» WORK INSTRUCTIONS
Pick every line from the data that holds the word "bool".

» DATA FOR REVIEW
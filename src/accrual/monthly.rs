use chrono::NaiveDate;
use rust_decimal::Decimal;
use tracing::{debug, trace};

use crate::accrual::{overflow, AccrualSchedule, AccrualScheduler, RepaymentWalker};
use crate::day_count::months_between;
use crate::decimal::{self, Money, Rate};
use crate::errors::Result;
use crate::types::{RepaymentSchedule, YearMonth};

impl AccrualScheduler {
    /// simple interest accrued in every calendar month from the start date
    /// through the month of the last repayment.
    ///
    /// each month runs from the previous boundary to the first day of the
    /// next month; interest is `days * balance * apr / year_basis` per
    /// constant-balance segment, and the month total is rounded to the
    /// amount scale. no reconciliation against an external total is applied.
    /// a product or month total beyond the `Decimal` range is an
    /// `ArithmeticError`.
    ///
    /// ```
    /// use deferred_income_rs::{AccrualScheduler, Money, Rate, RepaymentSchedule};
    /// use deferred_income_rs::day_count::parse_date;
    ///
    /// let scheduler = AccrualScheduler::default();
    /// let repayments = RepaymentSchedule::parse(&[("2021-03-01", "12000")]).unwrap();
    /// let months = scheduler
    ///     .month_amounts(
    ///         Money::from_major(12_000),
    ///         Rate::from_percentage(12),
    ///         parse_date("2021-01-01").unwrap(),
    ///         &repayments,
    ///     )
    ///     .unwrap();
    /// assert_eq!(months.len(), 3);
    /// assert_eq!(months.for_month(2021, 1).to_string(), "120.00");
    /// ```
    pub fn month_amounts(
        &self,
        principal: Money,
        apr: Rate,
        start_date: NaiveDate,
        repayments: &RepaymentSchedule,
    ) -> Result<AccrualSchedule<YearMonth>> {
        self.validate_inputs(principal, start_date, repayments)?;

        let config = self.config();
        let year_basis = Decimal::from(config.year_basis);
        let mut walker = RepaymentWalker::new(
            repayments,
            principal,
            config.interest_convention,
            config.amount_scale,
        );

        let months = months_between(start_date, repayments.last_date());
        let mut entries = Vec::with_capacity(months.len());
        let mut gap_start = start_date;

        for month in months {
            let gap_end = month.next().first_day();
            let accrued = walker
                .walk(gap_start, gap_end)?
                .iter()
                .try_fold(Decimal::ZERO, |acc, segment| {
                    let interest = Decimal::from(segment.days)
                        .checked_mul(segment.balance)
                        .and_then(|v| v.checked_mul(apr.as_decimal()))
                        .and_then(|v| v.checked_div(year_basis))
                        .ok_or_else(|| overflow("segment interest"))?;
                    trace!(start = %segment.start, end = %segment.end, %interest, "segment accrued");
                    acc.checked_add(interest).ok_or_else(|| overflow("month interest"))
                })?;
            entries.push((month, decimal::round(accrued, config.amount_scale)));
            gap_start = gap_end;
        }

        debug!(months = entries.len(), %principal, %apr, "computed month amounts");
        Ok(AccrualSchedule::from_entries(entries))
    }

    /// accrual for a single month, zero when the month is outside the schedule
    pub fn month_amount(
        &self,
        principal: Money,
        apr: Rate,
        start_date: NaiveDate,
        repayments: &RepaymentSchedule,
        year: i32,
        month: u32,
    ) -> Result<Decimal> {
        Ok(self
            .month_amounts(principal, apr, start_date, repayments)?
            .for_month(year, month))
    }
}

...

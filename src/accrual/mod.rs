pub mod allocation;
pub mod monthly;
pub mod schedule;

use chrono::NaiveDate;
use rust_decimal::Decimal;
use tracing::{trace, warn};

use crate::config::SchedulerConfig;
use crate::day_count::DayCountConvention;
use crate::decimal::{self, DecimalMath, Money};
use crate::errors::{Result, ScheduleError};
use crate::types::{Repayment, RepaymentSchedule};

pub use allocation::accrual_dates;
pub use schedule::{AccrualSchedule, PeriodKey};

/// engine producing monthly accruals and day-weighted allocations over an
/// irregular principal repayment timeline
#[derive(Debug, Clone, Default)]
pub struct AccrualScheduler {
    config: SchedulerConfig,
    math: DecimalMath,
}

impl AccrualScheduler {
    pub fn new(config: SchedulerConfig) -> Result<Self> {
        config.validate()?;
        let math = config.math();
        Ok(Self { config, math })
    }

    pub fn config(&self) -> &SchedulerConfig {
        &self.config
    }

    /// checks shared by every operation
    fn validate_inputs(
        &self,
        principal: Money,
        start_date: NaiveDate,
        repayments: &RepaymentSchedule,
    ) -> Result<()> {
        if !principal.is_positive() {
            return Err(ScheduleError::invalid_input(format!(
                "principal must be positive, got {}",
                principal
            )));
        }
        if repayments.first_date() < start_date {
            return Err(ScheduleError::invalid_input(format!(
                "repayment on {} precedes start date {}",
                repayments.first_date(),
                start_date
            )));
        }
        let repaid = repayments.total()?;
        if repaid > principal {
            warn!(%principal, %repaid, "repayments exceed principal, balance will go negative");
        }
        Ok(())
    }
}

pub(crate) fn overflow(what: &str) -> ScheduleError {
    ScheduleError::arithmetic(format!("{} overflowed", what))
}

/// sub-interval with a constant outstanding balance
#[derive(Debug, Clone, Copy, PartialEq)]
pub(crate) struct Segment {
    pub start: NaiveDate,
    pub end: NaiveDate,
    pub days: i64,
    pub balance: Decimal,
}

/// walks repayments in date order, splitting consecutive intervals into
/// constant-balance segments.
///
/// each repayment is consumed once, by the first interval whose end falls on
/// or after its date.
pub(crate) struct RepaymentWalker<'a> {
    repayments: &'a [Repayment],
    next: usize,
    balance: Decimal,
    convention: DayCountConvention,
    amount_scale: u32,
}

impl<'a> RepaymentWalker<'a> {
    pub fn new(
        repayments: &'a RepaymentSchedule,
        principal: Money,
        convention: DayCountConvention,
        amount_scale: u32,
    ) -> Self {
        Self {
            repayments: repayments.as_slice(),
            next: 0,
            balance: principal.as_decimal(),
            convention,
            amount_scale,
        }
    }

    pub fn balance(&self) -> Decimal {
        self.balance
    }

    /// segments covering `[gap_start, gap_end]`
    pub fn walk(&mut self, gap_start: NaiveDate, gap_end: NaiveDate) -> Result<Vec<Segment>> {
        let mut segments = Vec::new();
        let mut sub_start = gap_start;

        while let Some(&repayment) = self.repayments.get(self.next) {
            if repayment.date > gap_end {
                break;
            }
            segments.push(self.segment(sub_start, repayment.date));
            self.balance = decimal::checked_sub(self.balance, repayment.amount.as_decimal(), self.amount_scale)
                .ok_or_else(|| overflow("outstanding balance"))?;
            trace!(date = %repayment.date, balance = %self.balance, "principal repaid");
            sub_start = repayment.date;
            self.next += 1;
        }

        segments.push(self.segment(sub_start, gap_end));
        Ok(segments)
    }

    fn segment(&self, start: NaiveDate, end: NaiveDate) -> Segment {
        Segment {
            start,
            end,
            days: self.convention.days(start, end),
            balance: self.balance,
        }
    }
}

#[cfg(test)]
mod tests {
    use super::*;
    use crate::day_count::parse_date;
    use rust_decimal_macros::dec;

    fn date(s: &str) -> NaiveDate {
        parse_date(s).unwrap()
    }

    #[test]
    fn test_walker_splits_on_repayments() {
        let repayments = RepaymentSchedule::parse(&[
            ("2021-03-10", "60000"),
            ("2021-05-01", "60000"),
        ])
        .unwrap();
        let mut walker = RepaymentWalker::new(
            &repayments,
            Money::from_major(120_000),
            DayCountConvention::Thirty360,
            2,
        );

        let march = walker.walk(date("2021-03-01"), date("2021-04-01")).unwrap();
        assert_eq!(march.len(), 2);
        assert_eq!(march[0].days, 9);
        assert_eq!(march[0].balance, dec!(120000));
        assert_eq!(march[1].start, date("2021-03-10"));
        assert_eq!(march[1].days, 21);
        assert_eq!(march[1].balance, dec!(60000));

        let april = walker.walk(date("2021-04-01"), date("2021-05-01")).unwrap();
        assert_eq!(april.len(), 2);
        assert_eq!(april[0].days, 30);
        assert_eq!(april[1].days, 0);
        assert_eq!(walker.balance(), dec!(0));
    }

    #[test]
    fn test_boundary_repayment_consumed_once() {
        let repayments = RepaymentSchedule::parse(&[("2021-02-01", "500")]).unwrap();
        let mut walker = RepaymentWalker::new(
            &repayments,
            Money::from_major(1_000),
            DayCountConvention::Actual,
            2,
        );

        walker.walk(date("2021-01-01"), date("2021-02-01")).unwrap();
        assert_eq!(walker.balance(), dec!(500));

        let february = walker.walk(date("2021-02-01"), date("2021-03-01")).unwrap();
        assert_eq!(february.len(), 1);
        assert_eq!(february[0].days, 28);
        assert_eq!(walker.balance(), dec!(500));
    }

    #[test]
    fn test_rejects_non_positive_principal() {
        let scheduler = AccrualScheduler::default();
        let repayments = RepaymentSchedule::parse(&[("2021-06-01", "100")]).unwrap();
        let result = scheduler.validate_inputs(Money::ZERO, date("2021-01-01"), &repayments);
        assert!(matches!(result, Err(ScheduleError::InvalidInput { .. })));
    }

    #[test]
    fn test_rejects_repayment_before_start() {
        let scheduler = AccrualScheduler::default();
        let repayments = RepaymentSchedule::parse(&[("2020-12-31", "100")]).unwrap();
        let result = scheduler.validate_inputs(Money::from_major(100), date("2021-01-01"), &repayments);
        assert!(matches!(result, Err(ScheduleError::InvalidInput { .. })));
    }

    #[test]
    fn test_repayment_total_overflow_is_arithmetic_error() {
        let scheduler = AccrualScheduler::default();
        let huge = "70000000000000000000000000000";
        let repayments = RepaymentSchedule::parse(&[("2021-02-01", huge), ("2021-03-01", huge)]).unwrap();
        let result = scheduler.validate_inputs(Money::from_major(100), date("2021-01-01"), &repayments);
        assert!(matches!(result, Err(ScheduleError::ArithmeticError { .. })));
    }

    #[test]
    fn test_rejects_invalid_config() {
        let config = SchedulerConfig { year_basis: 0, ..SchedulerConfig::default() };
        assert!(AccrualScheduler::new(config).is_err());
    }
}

==

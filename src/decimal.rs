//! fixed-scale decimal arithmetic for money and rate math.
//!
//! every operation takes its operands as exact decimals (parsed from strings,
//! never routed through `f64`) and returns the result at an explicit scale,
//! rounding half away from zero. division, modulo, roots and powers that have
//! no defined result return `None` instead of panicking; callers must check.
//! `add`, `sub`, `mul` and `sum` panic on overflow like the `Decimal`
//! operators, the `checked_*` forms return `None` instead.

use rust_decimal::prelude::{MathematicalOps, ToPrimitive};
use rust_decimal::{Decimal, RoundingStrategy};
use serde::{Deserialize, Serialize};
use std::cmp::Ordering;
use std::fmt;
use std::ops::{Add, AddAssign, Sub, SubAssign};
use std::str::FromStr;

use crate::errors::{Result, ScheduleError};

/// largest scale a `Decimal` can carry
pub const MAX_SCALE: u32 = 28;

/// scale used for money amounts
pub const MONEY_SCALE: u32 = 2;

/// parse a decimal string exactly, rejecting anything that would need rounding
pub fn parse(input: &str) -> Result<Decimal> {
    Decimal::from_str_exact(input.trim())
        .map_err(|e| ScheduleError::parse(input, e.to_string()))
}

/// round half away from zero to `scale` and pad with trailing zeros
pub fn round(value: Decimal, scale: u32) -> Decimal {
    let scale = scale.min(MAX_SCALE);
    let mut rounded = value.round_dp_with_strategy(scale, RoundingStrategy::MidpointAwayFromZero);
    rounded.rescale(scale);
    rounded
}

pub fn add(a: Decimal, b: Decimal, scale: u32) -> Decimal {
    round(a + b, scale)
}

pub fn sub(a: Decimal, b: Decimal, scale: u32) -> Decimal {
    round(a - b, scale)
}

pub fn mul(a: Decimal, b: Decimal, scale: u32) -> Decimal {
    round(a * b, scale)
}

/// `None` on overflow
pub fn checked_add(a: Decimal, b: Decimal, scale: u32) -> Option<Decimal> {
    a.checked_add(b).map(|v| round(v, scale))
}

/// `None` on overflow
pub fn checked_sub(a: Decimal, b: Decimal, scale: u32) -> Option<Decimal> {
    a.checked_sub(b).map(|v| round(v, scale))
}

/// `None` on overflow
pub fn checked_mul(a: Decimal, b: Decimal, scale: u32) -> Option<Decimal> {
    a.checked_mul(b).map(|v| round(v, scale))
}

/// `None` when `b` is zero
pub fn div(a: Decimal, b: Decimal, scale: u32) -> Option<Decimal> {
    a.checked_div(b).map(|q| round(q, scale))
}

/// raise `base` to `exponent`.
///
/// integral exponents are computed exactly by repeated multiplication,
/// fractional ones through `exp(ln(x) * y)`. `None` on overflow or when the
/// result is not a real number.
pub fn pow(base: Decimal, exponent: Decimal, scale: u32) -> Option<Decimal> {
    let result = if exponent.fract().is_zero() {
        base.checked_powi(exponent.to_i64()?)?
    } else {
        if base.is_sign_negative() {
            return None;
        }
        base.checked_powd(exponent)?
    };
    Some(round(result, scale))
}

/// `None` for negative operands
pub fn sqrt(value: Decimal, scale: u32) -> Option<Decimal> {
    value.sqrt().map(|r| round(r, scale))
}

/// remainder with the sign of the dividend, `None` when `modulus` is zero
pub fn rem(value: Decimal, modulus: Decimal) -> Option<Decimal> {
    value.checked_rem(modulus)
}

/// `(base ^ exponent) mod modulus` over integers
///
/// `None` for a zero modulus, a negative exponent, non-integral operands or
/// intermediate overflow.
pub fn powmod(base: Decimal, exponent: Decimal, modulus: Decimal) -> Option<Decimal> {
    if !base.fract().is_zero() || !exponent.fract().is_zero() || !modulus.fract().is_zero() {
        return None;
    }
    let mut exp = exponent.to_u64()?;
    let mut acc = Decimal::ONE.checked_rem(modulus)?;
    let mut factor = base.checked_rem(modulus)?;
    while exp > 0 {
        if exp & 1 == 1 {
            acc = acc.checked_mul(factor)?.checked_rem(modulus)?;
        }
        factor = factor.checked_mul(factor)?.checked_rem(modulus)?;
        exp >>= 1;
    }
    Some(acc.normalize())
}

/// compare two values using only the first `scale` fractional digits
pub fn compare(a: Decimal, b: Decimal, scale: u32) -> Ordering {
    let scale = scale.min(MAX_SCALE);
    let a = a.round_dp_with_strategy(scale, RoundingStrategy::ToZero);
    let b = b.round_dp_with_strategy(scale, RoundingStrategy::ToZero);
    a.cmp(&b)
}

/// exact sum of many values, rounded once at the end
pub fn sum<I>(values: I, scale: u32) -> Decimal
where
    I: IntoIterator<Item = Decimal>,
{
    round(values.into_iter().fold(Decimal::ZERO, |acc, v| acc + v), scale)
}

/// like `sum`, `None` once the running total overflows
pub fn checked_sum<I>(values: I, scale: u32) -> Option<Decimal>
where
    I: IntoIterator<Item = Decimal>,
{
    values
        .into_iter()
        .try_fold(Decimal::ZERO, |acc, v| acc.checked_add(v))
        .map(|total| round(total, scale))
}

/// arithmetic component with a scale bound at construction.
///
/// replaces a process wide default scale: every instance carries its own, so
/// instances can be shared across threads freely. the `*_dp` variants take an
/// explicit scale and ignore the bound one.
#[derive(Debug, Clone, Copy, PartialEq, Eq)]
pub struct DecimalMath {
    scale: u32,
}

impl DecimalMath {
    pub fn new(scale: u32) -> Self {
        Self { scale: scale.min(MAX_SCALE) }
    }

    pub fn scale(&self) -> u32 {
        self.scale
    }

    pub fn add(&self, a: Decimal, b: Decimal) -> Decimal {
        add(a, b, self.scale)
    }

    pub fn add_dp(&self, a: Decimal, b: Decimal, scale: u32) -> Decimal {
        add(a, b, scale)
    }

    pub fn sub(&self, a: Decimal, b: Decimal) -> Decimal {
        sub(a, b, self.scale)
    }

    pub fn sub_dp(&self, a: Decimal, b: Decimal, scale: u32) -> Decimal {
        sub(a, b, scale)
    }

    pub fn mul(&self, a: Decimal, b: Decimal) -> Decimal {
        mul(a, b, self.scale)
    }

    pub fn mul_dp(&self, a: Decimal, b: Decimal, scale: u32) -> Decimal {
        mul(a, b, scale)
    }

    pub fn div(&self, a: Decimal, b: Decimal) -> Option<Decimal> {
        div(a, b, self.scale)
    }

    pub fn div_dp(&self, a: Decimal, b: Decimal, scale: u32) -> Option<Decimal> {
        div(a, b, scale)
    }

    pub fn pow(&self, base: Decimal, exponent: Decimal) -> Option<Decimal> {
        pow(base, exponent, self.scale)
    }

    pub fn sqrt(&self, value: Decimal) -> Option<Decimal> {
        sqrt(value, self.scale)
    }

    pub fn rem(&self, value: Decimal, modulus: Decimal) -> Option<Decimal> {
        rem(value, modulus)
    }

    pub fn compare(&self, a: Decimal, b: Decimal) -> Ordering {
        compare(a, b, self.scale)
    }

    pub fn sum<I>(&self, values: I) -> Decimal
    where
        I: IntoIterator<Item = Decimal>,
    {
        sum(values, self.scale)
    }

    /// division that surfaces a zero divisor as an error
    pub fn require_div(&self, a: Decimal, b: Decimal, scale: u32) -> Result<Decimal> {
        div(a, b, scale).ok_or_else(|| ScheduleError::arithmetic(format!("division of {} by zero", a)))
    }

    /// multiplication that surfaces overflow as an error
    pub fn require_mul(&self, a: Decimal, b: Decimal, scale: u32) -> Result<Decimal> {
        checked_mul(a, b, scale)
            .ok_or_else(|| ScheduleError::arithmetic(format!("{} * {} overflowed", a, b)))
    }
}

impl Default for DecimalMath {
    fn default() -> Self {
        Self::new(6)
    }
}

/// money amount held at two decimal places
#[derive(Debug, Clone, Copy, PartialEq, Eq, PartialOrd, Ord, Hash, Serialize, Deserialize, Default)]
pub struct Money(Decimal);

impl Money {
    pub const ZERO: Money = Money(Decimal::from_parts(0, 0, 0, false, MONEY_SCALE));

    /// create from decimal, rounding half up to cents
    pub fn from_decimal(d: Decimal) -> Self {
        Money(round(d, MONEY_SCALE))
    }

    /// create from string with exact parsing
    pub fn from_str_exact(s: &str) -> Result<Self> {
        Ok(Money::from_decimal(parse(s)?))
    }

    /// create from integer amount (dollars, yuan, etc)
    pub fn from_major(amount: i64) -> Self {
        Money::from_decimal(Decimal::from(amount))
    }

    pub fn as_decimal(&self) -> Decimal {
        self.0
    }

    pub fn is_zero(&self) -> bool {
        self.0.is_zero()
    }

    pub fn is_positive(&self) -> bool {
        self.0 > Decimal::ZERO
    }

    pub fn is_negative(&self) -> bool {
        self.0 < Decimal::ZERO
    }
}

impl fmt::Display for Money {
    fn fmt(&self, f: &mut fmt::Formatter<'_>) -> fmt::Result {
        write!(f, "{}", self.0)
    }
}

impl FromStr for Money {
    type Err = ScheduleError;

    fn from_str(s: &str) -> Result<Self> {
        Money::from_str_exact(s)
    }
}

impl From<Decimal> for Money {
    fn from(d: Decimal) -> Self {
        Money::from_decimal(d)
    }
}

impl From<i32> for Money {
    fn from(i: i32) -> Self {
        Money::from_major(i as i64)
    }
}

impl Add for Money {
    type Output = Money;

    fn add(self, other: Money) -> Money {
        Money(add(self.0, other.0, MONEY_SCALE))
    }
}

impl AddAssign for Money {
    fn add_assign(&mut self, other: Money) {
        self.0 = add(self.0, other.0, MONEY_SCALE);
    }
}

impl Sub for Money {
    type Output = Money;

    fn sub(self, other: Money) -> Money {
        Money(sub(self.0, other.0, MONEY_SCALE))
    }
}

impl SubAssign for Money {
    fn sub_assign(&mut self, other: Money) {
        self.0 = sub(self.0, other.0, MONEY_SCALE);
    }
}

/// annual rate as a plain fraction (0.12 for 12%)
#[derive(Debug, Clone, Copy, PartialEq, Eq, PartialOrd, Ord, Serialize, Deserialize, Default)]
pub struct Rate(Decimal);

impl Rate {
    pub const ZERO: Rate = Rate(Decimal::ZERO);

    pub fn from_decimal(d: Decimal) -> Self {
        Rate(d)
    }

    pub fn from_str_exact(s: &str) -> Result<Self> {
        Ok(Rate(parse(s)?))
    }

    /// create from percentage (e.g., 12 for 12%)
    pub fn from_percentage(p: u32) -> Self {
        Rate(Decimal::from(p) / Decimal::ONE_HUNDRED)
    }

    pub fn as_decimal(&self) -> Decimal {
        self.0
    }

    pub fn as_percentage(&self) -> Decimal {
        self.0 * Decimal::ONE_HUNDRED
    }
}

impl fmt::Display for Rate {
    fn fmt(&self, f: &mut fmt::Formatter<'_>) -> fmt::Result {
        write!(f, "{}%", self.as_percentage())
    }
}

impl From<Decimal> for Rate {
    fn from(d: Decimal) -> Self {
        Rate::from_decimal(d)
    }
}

» RESULT FOR THIS EXERCISE
    pub fn is_zero(&self) -> bool {
    pub fn is_positive(&self) -> bool {
    pub fn is_negative(&self) -> bool {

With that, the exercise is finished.